The chances of living to 85 years old are 50 percent for males, and even greater for females. Because of this statistic, Cawley advises to save as much as possible and start early.

For many people in the college community, retirement is something not even taken into consideration yet. However, Cawley advises to start saving as early as possible. The longer one saves, the more money they can retire with.

Cawley started out in education, but always had an interest in finance. With help from a friend at Lincoln Financial Group, Cawley was able to secure the job.

Cawley spoke for approximately an hour, and the students in attendance took some valuable lessons out of the presentation.

“Financial literacy is becoming one of the most valuable assets a student needs,” Jaiquann Beckham, junior education major, said.

“Today, I learned a lot about the benefits of saving for retirement at a young age,” Zach Logan, freshman finance and marketing major, said. “I also learned how compound interest quickly adds up.”

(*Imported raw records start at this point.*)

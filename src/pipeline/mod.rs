//! Training and walking pipeline
//!
//! This module provides the control side of the learner:
//! - Building a validated training context
//! - Running training episodes over a maze
//! - Walking the learned greedy policy to the goal
//! - Recording observations along the way

pub mod context;
pub mod observers;
pub mod trainer;
pub mod walker;

pub use context::{
    ContextBuilder, DEFAULT_ABORT_THRESHOLD, DEFAULT_DISCOUNT_RATE, DEFAULT_LEARNING_RATE,
    DEFAULT_MAX_EPOCHS, DEFAULT_STEP_CAP, TrainingContext,
};
// Re-export observer implementations (adapters)
pub use observers::{
    EpisodeObservation, JsonlObserver, MetricsObserver, MetricsSummary, ProgressObserver,
    WalkObservation,
};
pub use trainer::Trainer;
pub use walker::Walker;

pub use crate::ports::Observer;
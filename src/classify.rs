//! Shape checks that decide how a query node is interpreted.

use crate::value::{Map, Value};

/// Values compared by direct equality rather than recursed into as field maps.
pub fn is_primitive(value: &Value) -> bool {
    matches!(
        value,
        Value::String(_)
            | Value::Integer(_)
            | Value::Float(_)
            | Value::Date(_)
            | Value::Array(_)
            | Value::Boolean(_)
            | Value::Regex(_)
    )
}

/// `$` followed by at least one character. Says nothing about whether the
/// operator is actually known.
pub fn looks_like_operator(key: &str) -> bool {
    key.len() > 1 && key.starts_with('$')
}

/// An object whose keys all look like operators, i.e. an operator bag.
///
/// The empty object qualifies: it is an operator bag with no clauses.
pub fn is_query_expression(value: &Value) -> bool {
    as_query_expression(value).is_some()
}

pub(crate) fn as_query_expression(value: &Value) -> Option<&Map> {
    if is_primitive(value) {
        return None;
    }
    value
        .as_object()
        .filter(|map| map.keys().all(|key| looks_like_operator(key)))
}
//! Per-element comparison operators.

use std::{borrow::Cow, cmp::Ordering};

use crate::{
    error::OperatorViolation,
    value::{Pattern, Value},
};

/// Comparison operators (`$eq`, `$gt`, `$gte`, `$lt`, `$lte`, `$ne`,
/// `$exists`, `$mod`, `$regex`).
///
/// Each one tests a single element; the evaluator broadcasts them over array
/// targets.
#[derive(Debug, Clone, Copy, PartialEq, Eq)]
pub enum ComparisonOp {
    Eq,
    Gt,
    Gte,
    Lt,
    Lte,
    Ne,
    Exists,
    Mod,
    Regex,
}

impl ComparisonOp {
    pub const ALL: [ComparisonOp; 9] = [
        ComparisonOp::Eq,
        ComparisonOp::Gt,
        ComparisonOp::Gte,
        ComparisonOp::Lt,
        ComparisonOp::Lte,
        ComparisonOp::Ne,
        ComparisonOp::Exists,
        ComparisonOp::Mod,
        ComparisonOp::Regex,
    ];

    pub fn from_name(name: &str) -> Option<Self> {
        Self::ALL.into_iter().find(|op| op.name() == name)
    }

    pub fn name(self) -> &'static str {
        match self {
            ComparisonOp::Eq => "$eq",
            ComparisonOp::Gt => "$gt",
            ComparisonOp::Gte => "$gte",
            ComparisonOp::Lt => "$lt",
            ComparisonOp::Lte => "$lte",
            ComparisonOp::Ne => "$ne",
            ComparisonOp::Exists => "$exists",
            ComparisonOp::Mod => "$mod",
            ComparisonOp::Regex => "$regex",
        }
    }

    /// Validates `argument` and returns the clause ready to test elements.
    pub fn prepare(self, argument: &Value) -> Result<Comparison<'_>, OperatorViolation> {
        Ok(match self {
            ComparisonOp::Eq => Comparison::Eq(argument),
            ComparisonOp::Ne => Comparison::Ne(argument),
            ComparisonOp::Gt => Comparison::Ordered(argument, |o| o == Ordering::Greater),
            ComparisonOp::Gte => Comparison::Ordered(argument, |o| o != Ordering::Less),
            ComparisonOp::Lt => Comparison::Ordered(argument, |o| o == Ordering::Less),
            ComparisonOp::Lte => Comparison::Ordered(argument, |o| o != Ordering::Greater),
            ComparisonOp::Exists => Comparison::Exists(argument.is_truthy()),
            ComparisonOp::Mod => match argument {
                Value::Array(pair)
                    if pair.len() == 2 && pair[0].is_number() && pair[1].is_number() =>
                {
                    Comparison::Mod {
                        divisor: &pair[0],
                        remainder: &pair[1],
                    }
                }
                _ => {
                    return Err(OperatorViolation::new(
                        self.name(),
                        "an array of two numbers [divisor, remainder]",
                        argument,
                    ));
                }
            },
            ComparisonOp::Regex => match argument {
                Value::Regex(pattern) => Comparison::Regex(Cow::Borrowed(pattern)),
                Value::String(source) => {
                    let pattern = Pattern::new(source, "").map_err(|e| {
                        OperatorViolation::new(
                            self.name(),
                            format!("a valid regular expression ({e})"),
                            argument,
                        )
                    })?;
                    Comparison::Regex(Cow::Owned(pattern))
                }
                _ => {
                    return Err(OperatorViolation::new(
                        self.name(),
                        "a string or a regular expression",
                        argument,
                    ));
                }
            },
        })
    }
}

/// A validated comparison clause.
#[derive(Debug, Clone)]
pub enum Comparison<'q> {
    Eq(&'q Value),
    Ne(&'q Value),
    Ordered(&'q Value, fn(Ordering) -> bool),
    Exists(bool),
    Mod {
        divisor: &'q Value,
        remainder: &'q Value,
    },
    Regex(Cow<'q, Pattern>),
}

impl Comparison<'_> {
    /// Whether a single element (`None` when absent) satisfies the clause.
    pub fn test(&self, element: Option<&Value>) -> bool {
        match self {
            Comparison::Eq(argument) => element.is_some_and(|e| e.deep_eq(argument)),
            Comparison::Ne(argument) => !element.is_some_and(|e| e.deep_eq(argument)),
            Comparison::Ordered(argument, accept) => element
                .and_then(|e| e.compare(argument))
                .is_some_and(|ordering| accept(ordering)),
            Comparison::Exists(expected) => element.is_some() == *expected,
            Comparison::Mod { divisor, remainder } => {
                element.is_some_and(|e| modulo_matches(e, divisor, remainder))
            }
            Comparison::Regex(pattern) => {
                matches!(element, Some(Value::String(s)) if pattern.is_match(s))
            }
        }
    }
}

/// Literal equality shorthand: a regex argument is tested against string
/// elements, anything else is compared with [`Value::deep_eq`].
pub fn short_eq(element: Option<&Value>, argument: &Value) -> bool {
    match argument {
        Value::Regex(pattern) => matches!(element, Some(Value::String(s)) if pattern.is_match(s)),
        _ => element.is_some_and(|e| e.deep_eq(argument)),
    }
}

/// `element % divisor == remainder` with truncated remainder semantics.
/// Two integers use integer remainder; any float operand switches to `f64`
/// remainder. Non-numeric elements and a zero divisor never match.
fn modulo_matches(element: &Value, divisor: &Value, remainder: &Value) -> bool {
    if let (Value::Integer(e), Value::Integer(d)) = (element, divisor) {
        return *d != 0 && Value::Integer(e.wrapping_rem(*d)).deep_eq(remainder);
    }

    let (Some(e), Some(d)) = (element.as_float(), divisor.as_float()) else {
        return false;
    };
    d != 0.0 && Value::Float(e % d).deep_eq(remainder)
}
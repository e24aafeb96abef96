//! `serde_json::Value` <-> [`Value`] conversion.
//!
//! Plain JSON has no dates, regular expressions or predicates, so converting
//! to JSON renders them as strings (`"/src/flags"`, RFC 3339) or `null`.

use chrono::SecondsFormat;

use crate::{output::to_notation, value::Value};

impl From<serde_json::Value> for Value {
    fn from(v: serde_json::Value) -> Self {
        match v {
            serde_json::Value::Null => Value::Null,
            serde_json::Value::Bool(b) => Value::Boolean(b),
            serde_json::Value::Number(n) => match n.as_i64() {
                Some(i) => Value::Integer(i),
                None => n.as_f64().map_or(Value::Null, Value::Float),
            },
            serde_json::Value::String(s) => Value::String(s),
            serde_json::Value::Array(arr) => Value::Array(arr.into_iter().map(Value::from).collect()),
            serde_json::Value::Object(obj) => {
                Value::Object(obj.into_iter().map(|(k, v)| (k, Value::from(v))).collect())
            }
        }
    }
}

/// Converts a value into plain JSON.
pub fn to_json(v: &Value) -> serde_json::Value {
    match v {
        Value::Null | Value::Predicate(_) => serde_json::Value::Null,
        Value::Boolean(b) => serde_json::Value::Bool(*b),
        Value::Integer(i) => serde_json::Value::Number((*i).into()),
        Value::Float(f) => serde_json::Number::from_f64(*f)
            .map(serde_json::Value::Number)
            .unwrap_or(serde_json::Value::Null),
        Value::String(s) => serde_json::Value::String(s.clone()),
        Value::Date(date) => {
            serde_json::Value::String(date.to_rfc3339_opts(SecondsFormat::Millis, true))
        }
        Value::Regex(_) => serde_json::Value::String(to_notation(v)),
        Value::Array(arr) => serde_json::Value::Array(arr.iter().map(to_json).collect()),
        Value::Object(obj) => serde_json::Value::Object(
            obj.iter().map(|(k, v)| (k.clone(), to_json(v))).collect(),
        ),
    }
}
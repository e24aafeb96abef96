use clap::{Parser as ClapParser, Subcommand};
use querydiff::cli::{self, CheckOptions, CheckResult, CliError};
use std::io::{self, Read};
use tracing_subscriber::EnvFilter;

#[derive(ClapParser)]
#[command(name = "querydiff")]
#[command(about = "querydiff - Explain which clauses of a MongoDB-style query a document fails")]
#[command(version)]
struct Cli {
    /// Log evaluation details to stderr
    #[arg(short, long, global = true)]
    verbose: bool,

    #[command(subcommand)]
    command: Commands,
}

#[derive(Subcommand)]
enum Commands {
    /// Evaluate a document against a query and print the failing clauses
    Check {
        /// The query, in notation (JSON plus regex literals, ISODate, ObjectId)
        query: String,

        /// The document (reads from stdin if not provided)
        #[arg(short, long)]
        input: Option<String>,

        /// Pretty-print the output
        #[arg(short, long)]
        pretty: bool,

        /// Print plain JSON instead of notation
        #[arg(long)]
        json: bool,

        /// Only validate the query, don't evaluate
        #[arg(long)]
        syntax_only: bool,
    },

    /// List operators by the level where they are allowed
    Operators,
}

fn init_tracing(verbose: bool) {
    let filter = if verbose {
        EnvFilter::new("debug")
    } else {
        EnvFilter::try_from_env("QUERYDIFF_LOG").unwrap_or_else(|_| EnvFilter::new("warn"))
    };
    tracing_subscriber::fmt()
        .with_env_filter(filter)
        .with_writer(io::stderr)
        .init();
}

fn main() {
    let cli = Cli::parse();
    init_tracing(cli.verbose);

    let result = match cli.command {
        Commands::Check {
            query,
            input,
            pretty,
            json,
            syntax_only,
        } => run_check(CheckOptions {
            query,
            input,
            pretty,
            json,
            syntax_only,
        }),
        Commands::Operators => {
            print!("{}", cli::operator_reference());
            Ok(())
        }
    };

    if let Err(e) = result {
        eprintln!("{}", e);
        std::process::exit(1);
    }
}

fn run_check(mut options: CheckOptions) -> Result<(), CliError> {
    if options.input.is_none() && !atty::is(atty::Stream::Stdin) {
        let mut buffer = String::new();
        io::stdin().read_to_string(&mut buffer)?;
        options.input = Some(buffer);
    }

    match cli::execute_check(&options)? {
        CheckResult::SyntaxValid => println!("Syntax is valid"),
        CheckResult::Mismatch(mismatch) => println!("{}", cli::render(&mismatch, &options)?),
    }
    Ok(())
}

One of Cawley’s major discussion points was matching employer contributions to retirement accounts.

“If your employer offers the ability to match what you contribute to retirement, it is important to take advantage of that,” Cawley said. “That’s basically free money that your employer is putting on the table, and it would be foolish to not take it.”

Cawley also discussed the importance of saving up loose change. He used the example of buying coffee during the work week.

He illustrated that spending $2 every day over a five-day work week results in spending $10. Over the course of a year, that totals to $520, which turns into $20,800 in a 40-year period of time.

A simple adjustment, such as cutting back on the amount of coffee purchased in a work week, would save up so much more in the long run.

Cawley also discussed investment risk and illustrated risk as a pyramid. At the top of the pyramid were stocks, and at the base were cash and stable value. In between were bonds, and balance between stocks and bonds.

The pyramid illustrated that investment in stocks carries a high risk, but a greater potential return. The base of the pyramid carries a low risk, but a lower potential return.

Everyone in attendance also received a retirement calculator. These nifty little tools allow you to see how much money you will have over 20 and 30 years by calculating what percentage of your annual income you save.

Several of the students in attendance may be interested in working in the world of finance someday, and Cawley had some advice as to how they could start out.

“Several financial groups, such as Lincoln, have mentoring programs for college graduates,” Cawley said. “These programs are a great way to start out.”

The greatest bit of advice that Cawley offered to young people is brief but important.

“Start saving early and always be consistent with your savings,” Cawley said.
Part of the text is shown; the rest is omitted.